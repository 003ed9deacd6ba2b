use super::{Formatter, LevelOutput, mode_name};

pub struct TextFormatter {
    verbose: bool,
}

impl TextFormatter {
    pub fn new(verbose: bool) -> Self {
        Self { verbose }
    }
}

impl Formatter for TextFormatter {
    fn format(&self, output: &LevelOutput) -> String {
        let bar_len = (output.normalized.clamp(0.0, 1.0) * 30.0).round() as usize;
        let bar = format!("{:<30}", "#".repeat(bar_len));

        if self.verbose {
            let center = output
                .center_hz
                .map_or("passthrough".to_string(), |hz| format!("{:.1} Hz", hz));
            format!(
                "[{}] {:>6.1} dB |{}| center: {}, remaining: {}",
                mode_name(output.mode),
                output.level_db,
                bar,
                center,
                output.remaining_chunks
            )
        } else {
            format!("{:>6.1} dB |{}|", output.level_db, bar)
        }
    }
}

WHAT TO DO
In the listing above, reproduce the first line and each one after it through the line that contains "let bar_len = (output.normalized.clamp(0.0, 1.0)".

SOLUTION TO THE EXERCISE
repository 003ed9deacd6ba2b
use super::{Formatter, LevelOutput, mode_name};

pub struct TextFormatter {
    verbose: bool,
}

impl TextFormatter {
    pub fn new(verbose: bool) -> Self {
        Self { verbose }
    }
}

impl Formatter for TextFormatter {
    fn format(&self, output: &LevelOutput) -> String {
        let bar_len = (output.normalized.clamp(0.0, 1.0) * 30.0).round() as usize;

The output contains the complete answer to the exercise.